◆ **YOUR TASK**:
Using the records below, give again exactly the lines from the line that contains "to any entity." through the line that contains "#[derive(Debug)]", both ends included, and only those.
━━ INFORMATION PROVIDED
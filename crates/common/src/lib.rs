//! Pieces shared by the server crate and the binary: logging setup and the
//! small response types that do not belong to any entity.

pub mod types;
pub mod utils;
use axum::extract::rejection::{FormRejection, JsonRejection};
use axum::http::StatusCode;
use axum::response::{IntoResponse, Response};
use axum::Json;
use models::errors::ModelError;
use service::errors::ServiceError;
use tracing::error;

/// JSON error body: `{"error": "<reason phrase>", "message": "<detail>"}`.
#[derive(Debug)]
pub struct JsonApiError {
    pub status: StatusCode,
    pub error: &'static str,
    pub message: Option<String>,
}

impl JsonApiError {
    pub fn new(status: StatusCode, error: &'static str, message: Option<String>) -> Self {
        Self { status, error, message }
    }

    pub fn bad_request(message: impl Into<String>) -> Self {
        Self::new(StatusCode::BAD_REQUEST, "Bad Request", Some(message.into()))
    }

    pub fn not_found(message: impl Into<String>) -> Self {
        Self::new(StatusCode::NOT_FOUND, "Not Found", Some(message.into()))
    }

    pub fn internal(message: impl Into<String>) -> Self {
        Self::new(StatusCode::INTERNAL_SERVER_ERROR, "Internal Server Error", Some(message.into()))
    }
}

impl IntoResponse for JsonApiError {
    fn into_response(self) -> Response {
        let body = serde_json::json!({"error": self.error, "message": self.message});
        (self.status, Json(body)).into_response()
    }
}

impl From<ServiceError> for JsonApiError {
    fn from(e: ServiceError) -> Self {
        match e {
            ServiceError::NotFound(msg) => Self::not_found(msg),
            ServiceError::Validation(msg)
            | ServiceError::InvalidReference(msg)
            | ServiceError::Model(ModelError::Validation(msg) | ModelError::Reference(msg)) => Self::bad_request(msg),
            ServiceError::Db(_) | ServiceError::Model(ModelError::Db(_)) => {
                error!(err = %e, "store operation failed");
                Self::internal(e.to_string())
            }
        }
    }
}

impl From<JsonRejection> for JsonApiError {
    fn from(rejection: JsonRejection) -> Self {
        Self::bad_request(rejection.body_text())
    }
}

impl From<FormRejection> for JsonApiError {
    fn from(rejection: FormRejection) -> Self {
        Self::bad_request(rejection.body_text())
    }
}

/// Unwrap a request field that must be present.
pub fn required<T>(value: Option<T>, field: &str) -> Result<T, JsonApiError> {
    value.ok_or_else(|| JsonApiError::bad_request(format!("{field} required")))
}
━━━━
◆ **EXERCISE OUTPUT**:
//! small response types that do not belong to any entity.

pub mod types;
pub mod utils;
use axum::extract::rejection::{FormRejection, JsonRejection};
use axum::http::StatusCode;
use axum::response::{IntoResponse, Response};
use axum::Json;
use models::errors::ModelError;
use service::errors::ServiceError;
use tracing::error;

/// JSON error body: `{"error": "<reason phrase>", "message": "<detail>"}`.
#[derive(Debug)]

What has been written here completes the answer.